Gather all lines in the entries that include the word "source".

Start of Block

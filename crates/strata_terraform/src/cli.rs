use std::path::{Path, PathBuf};
use std::process::Stdio;
use strata_core::prelude::*;
use tokio::process::Command;
use tracing::{debug, info, instrument, warn};

pub const PLAN_FILE: &str = "restore.tfplan";

/// Runs the `terraform` binary in a working directory, one blocking step at a time.
#[derive(Debug, Clone)]
pub struct TerraformCli {
    program: String,
    leading_args: Vec<String>,
    working_dir: PathBuf,
}

impl TerraformCli {
    pub fn new(working_dir: impl Into<PathBuf>) -> Result<Self, ProvisioningError> {
        Self::with_program(working_dir, "terraform", Vec::new())
    }

    /// Use a different executable (e.g. `tofu`), optionally with arguments placed
    /// before every subcommand.
    pub fn with_program(
        working_dir: impl Into<PathBuf>,
        program: impl Into<String>,
        leading_args: Vec<String>,
    ) -> Result<Self, ProvisioningError> {
        let working_dir = working_dir.into();
        if !working_dir.is_dir() {
            return Err(ProvisioningError::DirectoryNotFound(working_dir));
        }
        Ok(Self {
            program: program.into(),
            leading_args,
            working_dir,
        })
    }

    #[instrument(skip(self), fields(dir = %self.working_dir.display()))]
    async fn run(&self, args: &[&str]) -> Result<ToolOutput, ProvisioningError> {
        debug!(program = %self.program, "Running subprocess");
        let output = Command::new(&self.program)
            .args(&self.leading_args)
            .args(args)
            .current_dir(&self.working_dir)
            .stdin(Stdio::null())
            .output()
            .await
            .map_err(|source| ProvisioningError::Spawn {
                program: self.program.clone(),
                source,
            })?;

        let result = ToolOutput {
            status: output.status.code(),
            stdout: String::from_utf8_lossy(&output.stdout).into_owned(),
            stderr: String::from_utf8_lossy(&output.stderr).into_owned(),
        };
        if !result.success() {
            warn!(status = ?result.status, "Subprocess failed");
        }
        Ok(result)
    }
}

impl ProvisioningTool for TerraformCli {
    fn working_dir(&self) -> &Path {
        &self.working_dir
    }

    async fn init(&self) -> Result<ToolOutput, ProvisioningError> {
        info!("Initializing Terraform...");
        self.run(&["init", "-input=false"]).await
    }

    async fn plan(&self) -> Result<PlanArtifact, ProvisioningError> {
        info!("Running Terraform plan...");
        let out_arg = format!("-out={PLAN_FILE}");
        let output = self.run(&["plan", "-input=false", &out_arg]).await?;
        Ok(PlanArtifact {
            path: self.working_dir.join(PLAN_FILE),
            output,
        })
    }

    async fn apply(&self, plan: &PlanArtifact, auto_approve: bool) -> Result<ToolOutput, ProvisioningError> {
        info!("Applying Terraform changes...");
        let plan_arg = plan
            .path
            .strip_prefix(&self.working_dir)
            .unwrap_or(&plan.path)
            .to_string_lossy()
            .into_owned();

        let mut args = vec!["apply", "-input=false"];
        if auto_approve {
            args.push("-auto-approve");
        }
        args.push(&plan_arg);
        self.run(&args).await
    }

    async fn discard(&self, plan: PlanArtifact) -> Result<(), ProvisioningError> {
        match tokio::fs::remove_file(&plan.path).await {
            Ok(()) => Ok(()),
            Err(e) if e.kind() == std::io::ErrorKind::NotFound => Ok(()),
            Err(e) => Err(ProvisioningError::Io(e)),
        }
    }
}

#[cfg(all(test, unix))]
mod tests {
    use super::*;

    const FAKE_TERRAFORM: &str = r#"
echo "$@" >> calls.log
case "$1" in
  plan) touch restore.tfplan ;;
  apply) [ -f restore.tfplan ] || exit 3 ;;
esac
exit 0
"#;

    fn fake_cli(dir: &Path) -> TerraformCli {
        let script = dir.join("fake-terraform.sh");
        std::fs::write(&script, FAKE_TERRAFORM).unwrap();
        TerraformCli::with_program(dir, "sh", vec![script.display().to_string()]).unwrap()
    }

    #[tokio::test]
    async fn runs_init_plan_apply_with_expected_arguments() {
        let dir = tempfile::tempdir().unwrap();
        let cli = fake_cli(dir.path());

        assert!(cli.init().await.unwrap().success());
        let plan = cli.plan().await.unwrap();
        assert!(plan.output.success());
        assert!(plan.path.exists());

        let applied = cli.apply(&plan, true).await.unwrap();
        assert!(applied.success());
        cli.discard(plan.clone()).await.unwrap();
        assert!(!plan.path.exists());

        let calls = std::fs::read_to_string(dir.path().join("calls.log")).unwrap();
        let calls: Vec<&str> = calls.lines().collect();
        assert_eq!(
            calls,
            vec![
                "init -input=false",
                "plan -input=false -out=restore.tfplan",
                "apply -input=false -auto-approve restore.tfplan",
            ]
        );
    }

    #[tokio::test]
    async fn missing_directory_is_rejected() {
        let dir = tempfile::tempdir().unwrap();
        let err = TerraformCli::new(dir.path().join("missing")).unwrap_err();
        assert!(matches!(err, ProvisioningError::DirectoryNotFound(_)));
    }

    #[tokio::test]
    async fn unknown_program_is_a_spawn_error() {
        let dir = tempfile::tempdir().unwrap();
        let cli = TerraformCli::with_program(dir.path(), "definitely-not-terraform-xyz", Vec::new())
            .unwrap();
        assert!(matches!(
            cli.init().await,
            Err(ProvisioningError::Spawn { .. })
        ));
    }
}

End of Block

» **Written solution**
            .map_err(|source| ProvisioningError::Spawn {
                source,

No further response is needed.